WatchingInPerth
....is the last line that Dr Earl Hill/Frank Langella utters in this saga. And therein lies the best way to sum up this telemovie that is catastrophic, but for all the wrong reasons.Pity he didn't pay more attention to it when he read this thing & agreed to do it!Apparently, more lines are required to make this review valid! Really? What else is there to say? Not bad enough to be "so bad, it's good". Every clichéd piece of dialogue that has ever graced a bad telemovie, gathered together & trotted out one after the other. Is that enough now??!!!
MartianOctocretr5
Gets a couple of points for the laugh-at-it value.It picks up a few minutes after the end of the first installment. A major earthquake has just annihilated part of southern California, clear out to Barstow, with millions of casualties. We see some guys in Vegas, only 150 miles from Barstow, who would have certainly felt such an immense quake; and witnessed news coverage of it. What are they doing? Preparing for a possible danger to Vegas? Mourning the victims of the disaster? No, they're playing poker. The father of the heroine in both movies is winning, so that must be why he's not concerned with his daughter's fate much.That's only the beginning. We see President Bo Bridges, still looking like he's suffering stomach wall spasms (like in the first movie). The scientist girl goes to discover more seismic problems are coming. Then an inconsiderate quake interrupts her dad's poker game. This opens the obligatory Poseidon Adventure rip off sequence, complete with all the disaster movie trimmings: arguing, wrecked staircases, aftershocks at just the wrong moment, panicky person gets killed, one of the rescuers is related to one of the fleeing survivors, etc.Then the scientists watch as a major fault cuts across the heartland. Good special effects here, but the story line remains ludicrous. What's right in the way of the fault? A nuke power plant, what else. And so it goes.Outrageous, but fun.
AvdW
I always watch disaster movies, but 9 out of 10 they turn out to be disasters themselves. This movie was no exception to that rule. The story is simple (as it should be): Mother Earth shows her wrath and has no mercy doing it. The president of the US (who else, as no other country seems to be affected Hawaii being the US) takes charge and assembles a team of experts to tell what is going on and provide a solution to the problem. No complaints from me there. But why oh why does the daughter of the president have to happen to assist the doctor who treats the wife of the FEMA rescuer who saves his own wife who happens to be in the same building as the father of the scientist in charge who happens to be the discredited geologist who happens to have the 'solution' (no spoiler intended), all supervised by the daughter of the FEMA director who happens to be in direct contact with the president (to come full circle)?

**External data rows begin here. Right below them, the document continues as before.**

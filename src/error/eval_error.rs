use crate::{ast::Operator, error::ErrorKind};

#[derive(Debug, Clone, PartialEq)]
/// Represents all errors that can occur while evaluating one expression.
pub enum EvalError {
    /// A string literal was opened but never closed.
    UnterminatedString,
    /// A `${` interpolation sequence inside a string literal was never closed.
    UnterminatedInterpolation,
    /// Found a character that does not start any token.
    InvalidCharacter {
        /// The offending character.
        ch: char,
    },
    /// A numeric literal could not be represented.
    InvalidNumber {
        /// The literal text, including any folded sign.
        literal: String,
    },
    /// Found a bare identifier while no bindings were available.
    UnknownIdentifier {
        /// The identifier.
        name: String,
    },
    /// An identifier did not name a live variable.
    UnknownVariable {
        /// The identifier.
        name: String,
    },
    /// A `(` without its `)` or the other way around.
    MismatchedParentheses,
    /// An operator had fewer operands on the stack than it needs.
    MissingOperand {
        /// The operator being applied.
        op: Operator,
    },
    /// Evaluation did not leave exactly one value behind.
    InvalidExpression,
    /// An operator was applied to operands of the wrong kind.
    TypeMismatch {
        /// Details about the mismatch.
        details: String,
    },
    /// Attempted division by zero.
    DivisionByZero,
    /// Attempted modulo by zero.
    ModuloByZero,
    /// An integer literal or integer arithmetic left the 64-bit range.
    Overflow,
    /// An operator reached evaluation with the wrong number of operands.
    UnsupportedOperator {
        /// The operator.
        op: Operator,
    },
}

impl EvalError {
    /// Returns the category of this error.
    #[must_use]
    pub const fn kind(&self) -> ErrorKind {
        match self {
            Self::UnterminatedString
            | Self::UnterminatedInterpolation
            | Self::InvalidCharacter { .. }
            | Self::InvalidNumber { .. }
            | Self::UnknownIdentifier { .. }
            | Self::MismatchedParentheses
            | Self::MissingOperand { .. }
            | Self::InvalidExpression => ErrorKind::Syntax,
            Self::TypeMismatch { .. } => ErrorKind::Type,
            Self::DivisionByZero
            | Self::ModuloByZero
            | Self::Overflow
            | Self::UnsupportedOperator { .. } => ErrorKind::Runtime,
            Self::UnknownVariable { .. } => ErrorKind::Name,
        }
    }

    /// Shorthand for a [`EvalError::TypeMismatch`].
    pub fn type_mismatch(details: impl Into<String>) -> Self {
        Self::TypeMismatch { details: details.into() }
    }

    /// Returns the message without the kind label.
    #[must_use]
    pub fn message(&self) -> String {
        match self {
            Self::UnterminatedString => "Unterminated string".to_string(),
            Self::UnterminatedInterpolation => {
                "Unterminated string interpolation sequence".to_string()
            },
            Self::InvalidCharacter { ch } => format!("Invalid character '{ch}'"),
            Self::InvalidNumber { literal } => format!("Invalid number literal '{literal}'"),
            Self::UnknownIdentifier { name } => format!("Unknown identifier '{name}'"),
            Self::UnknownVariable { name } => format!("Variable '{name}' used before declaration"),
            Self::MismatchedParentheses => "Mismatched parentheses".to_string(),
            Self::MissingOperand { op } => format!("Insufficient operands for '{op}'"),
            Self::InvalidExpression => "Invalid expression".to_string(),
            Self::TypeMismatch { details } => details.clone(),
            Self::DivisionByZero => "Division by zero".to_string(),
            Self::ModuloByZero => "Modulo by zero".to_string(),
            Self::Overflow => "Integer overflow".to_string(),
            Self::UnsupportedOperator { op } => format!("Internal error: unknown operator '{op}'"),
        }
    }
}

impl std::fmt::Display for EvalError {
    fn fmt(&self, f: &mut std::fmt::Formatter<'_>) -> std::fmt::Result {
        write!(f, "{}: {}", self.kind(), self.message())
    }
}

impl std::error::Error for EvalError {}
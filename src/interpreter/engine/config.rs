use crate::ast::BlockStyle;

/// Options for a script run.
#[derive(Debug, Clone, Copy, PartialEq, Eq, Default)]
pub struct Config {
    /// The block style in effect before any `STYLE` directive.
    pub style:        BlockStyle,
    /// Print a banner when the script stops at `END`.
    pub announce_end: bool,
}

impl Config {
    /// The banner printed at `END` when `announce_end` is set.
    pub const END_BANNER: &'static str = "\nProgram execution terminated by END command.\n";
}
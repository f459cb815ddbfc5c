use crate::{
    ast::Operator,
    error::EvalError,
    interpreter::{
        evaluator::core::{EvalResult, Evaluator},
        value::core::Value,
    },
};

impl Evaluator<'_> {
    /// Evaluates `&&` and `||`.
    ///
    /// Both operands are already evaluated when this is called, so there is
    /// no short-circuiting: `false && 1` is still a type error.
    ///
    /// # Example
    /// ```
    /// use snx::{
    ///     ast::Operator,
    ///     interpreter::{evaluator::core::Evaluator, value::core::Value},
    /// };
    ///
    /// let result = Evaluator::eval_logic(Operator::Or, &Value::Bool(false), &Value::Bool(true));
    /// assert_eq!(result.unwrap(), Value::Bool(true));
    /// ```
    pub fn eval_logic(op: Operator, left: &Value, right: &Value) -> EvalResult<Value> {
        let (Some(a), Some(b)) = (left.as_bool(), right.as_bool()) else {
            return Err(EvalError::type_mismatch(format!("Operator '{op}' requires boolean \
                                                         operands, found {} and {}",
                                                        left.type_name(),
                                                        right.type_name())));
        };

        match op {
            Operator::And => Ok(Value::Bool(a && b)),
            Operator::Or => Ok(Value::Bool(a || b)),
            _ => Err(EvalError::UnsupportedOperator { op }),
        }
    }
}

#[cfg(test)]
mod tests {
    use super::*;

    #[test]
    fn connectives_need_booleans() {
        let t = Value::Bool(true);
        let f = Value::Bool(false);

        assert_eq!(Evaluator::eval_logic(Operator::And, &t, &f), Ok(f.clone()));
        assert_eq!(Evaluator::eval_logic(Operator::Or, &f, &t), Ok(t.clone()));
        assert!(matches!(Evaluator::eval_logic(Operator::And, &f, &Value::Int(1)),
                         Err(EvalError::TypeMismatch { .. })));
    }
}
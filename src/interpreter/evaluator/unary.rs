use crate::{
    ast::Operator,
    error::EvalError,
    interpreter::{
        evaluator::core::{EvalResult, Evaluator},
        value::core::Value,
    },
};

impl Evaluator<'_> {
    /// Evaluates a unary operation on a value.
    ///
    /// `!` is the only unary operator left after lexing; signs are folded into
    /// literals or marked on identifiers before evaluation starts.
    ///
    /// # Parameters
    /// - `op`: The unary operator.
    /// - `operand`: The operand.
    ///
    /// # Returns
    /// An `EvalResult<Value>` containing the result.
    ///
    /// # Example
    /// ```
    /// use snx::{
    ///     ast::Operator,
    ///     interpreter::{evaluator::core::Evaluator, value::core::Value},
    /// };
    ///
    /// let result = Evaluator::eval_unary(Operator::Not, &Value::Bool(false));
    /// assert_eq!(result.unwrap(), Value::Bool(true));
    /// ```
    pub fn eval_unary(op: Operator, operand: &Value) -> EvalResult<Value> {
        match (op, operand) {
            (Operator::Not, Value::Bool(b)) => Ok(Value::Bool(!b)),
            (Operator::Not, other) => {
                Err(EvalError::type_mismatch(format!("Operator '!' requires a boolean operand, \
                                                      found {}",
                                                     other.type_name())))
            },
            _ => Err(EvalError::UnsupportedOperator { op }),
        }
    }
}

#[cfg(test)]
mod tests {
    use super::*;

    #[test]
    fn not_requires_a_boolean() {
        assert_eq!(Evaluator::eval_unary(Operator::Not, &Value::Bool(true)),
                   Ok(Value::Bool(false)));
        assert!(matches!(Evaluator::eval_unary(Operator::Not, &Value::Int(0)),
                         Err(EvalError::TypeMismatch { .. })));
        assert_eq!(Evaluator::eval_unary(Operator::Add, &Value::Int(0)),
                   Err(EvalError::UnsupportedOperator { op: Operator::Add }));
    }
}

To cut it short: suspension of disbelieve is not something thought about thoroughly by the filmmakers.But that's story wise; in a disaster movie you expect disaster to take place, and indeed is does. The special effects and computer graphics are good (for a TV movie at least). No cardboard boxes, or Styrofoam walls flying around (not too obviously anyway), and the CGI is up-to-date. But then again the story line (or rather the suspension of disbelieve) cuts in: the imagery on the computer screens at the geological crisis center are good quality, but unrealistic; the distance people and helicopters are maneuvering from exposed lava or occurring earthquakes is sheer impossible; not to mention the small amount of people that apparently are actually caught in the disaster (admittedly, the number of extras swarming the make-shift medical rescue centers is impressive).Overall the movie shows rather realistic disasters, but that is all it does. There's no real science in the movie, there's no real personal drama (should I care for a person just because he/she is introduced to me?), and there is no satisfactory ending (yeah, yeah, we shall overcome
).
cvoci-1
Absolutely bombastic waste of time. Both 10.5 movies are so over the top it takes away any credibility. The sequel where the US is split in half is so ridiculous...obviously a geological event like this would have world wide ramifications and this wasn't shown. These 2 movies are 8 hours of torture. If this is on, run away from the TV screaming! The producers and writers should be flogged for doing a movie like this; it's only nice to destroy the US? This is the same kind of junk like the remake of the Andromeda Strain, TV show 24, etc, with characters and plots so caught up in their own self importance.If you want to watch better campy disaster movies, look at Earthquake (1974) or the Towering Inferno (1974) and other 1970's Irwin Allen pictures. At least those absurdities are entertaining, well cast and don't take themselves so serious.